By Reuben Abati
It is goldmine season for Nigerian lawyers, meal time, boom time as every election season has been, but now more than ever. Every electoral process, pre- during, and after – often provides opportunities for aggrieved politicians to take their disputes to court, and over the years this has been so much the pattern that lawyers often brandish the elementary fact that election petitions are sui generis, that is that they are in special category of their own, unique, peculiar. The originating process for election cases is the filing of petitions based on the framework provided in party guidelines, the Electoral Act and the Constitution, the basic law, and in accordance with stipulated rules of procedure. Some lawyers – from the ordinary ambulance chaser to the Senior Advocate of Nigeria have so mastered the game that most politicians know who to go to when it is election time, and which judges and courts to consult. Many senior lawyers have their pre-eminence built on their reputation to pursue election petitions.

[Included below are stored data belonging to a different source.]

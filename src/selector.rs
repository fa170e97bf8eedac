//! Series and category identity keys

use serde::{Deserialize, Serialize};
use std::fmt::{self, Display};

/// Identifies a category or series for color allocation.
///
/// `data` holds the category identity; `metadata` names a measure and `id`
/// any other identity the host attaches.
#[derive(Debug, Clone, PartialEq, Eq, Hash, Default, Serialize, Deserialize)]
pub struct Selector {
    #[serde(default, skip_serializing_if = "Option::is_none")]
    pub data: Option<Vec<String>>,
    #[serde(default, skip_serializing_if = "Option::is_none")]
    pub metadata: Option<String>,
    #[serde(default, skip_serializing_if = "Option::is_none")]
    pub id: Option<String>,
}

impl Selector {
    pub fn data<I, S>(data: I) -> Self
    where
        I: IntoIterator<Item = S>,
        S: Into<String>,
    {
        Self {
            data: Some(data.into_iter().map(Into::into).collect()),
            ..Self::default()
        }
    }

    pub fn with_metadata(mut self, metadata: impl Into<String>) -> Self {
        self.metadata = Some(metadata.into());
        self
    }

    pub fn with_id(mut self, id: impl Into<String>) -> Self {
        self.id = Some(id.into());
        self
    }
}

/// Renders the selector as compact JSON, usable as an allocation key
impl Display for Selector {
    fn fmt(&self, f: &mut fmt::Formatter<'_>) -> fmt::Result {
        let json = serde_json::to_string(self).map_err(|_| fmt::Error)?;
        f.write_str(&json)
    }
}

/// Keeps only the `data` part of a selector for single-series charts or
/// whenever a `data` part exists, so a category keeps its color across
/// measures. Other selectors are returned unchanged.
pub fn normalize_selector(selector: &Selector, is_single_series: bool) -> Selector {
    if is_single_series || selector.data.is_some() {
        Selector {
            data: selector.data.clone(),
            ..Selector::default()
        }
    } else {
        selector.clone()
    }
}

The net effect is that many politicians, veterans of election petition cases, have also become bathroom lawyers. These persons are so adept at the tactics of election litigation that they sometimes sound smarter than the counsel, when it comes to forum shopping, the resort to obnoxious ex parte applications and how to get judges to descend into the arena and pollute the temple of justice. It is such time again and we have seen signs of this as litigants are now taking pre-election disputes to High Courts. One major feature of the new Electoral Act 2022, which became effective in February 2022, is that pre-election cases are now to originate from the Federal High Courts, but even striking is how the new law provides so many grounds for likely litigations. In 2015, after the election, it was observed that litigations were few. In 2019, there was quite a number. In 2023, there would be a deluge, and the catalyst for this would be the contradictions and omissions in the Electoral Act 2022 which repealed the 2010 Electoral Act.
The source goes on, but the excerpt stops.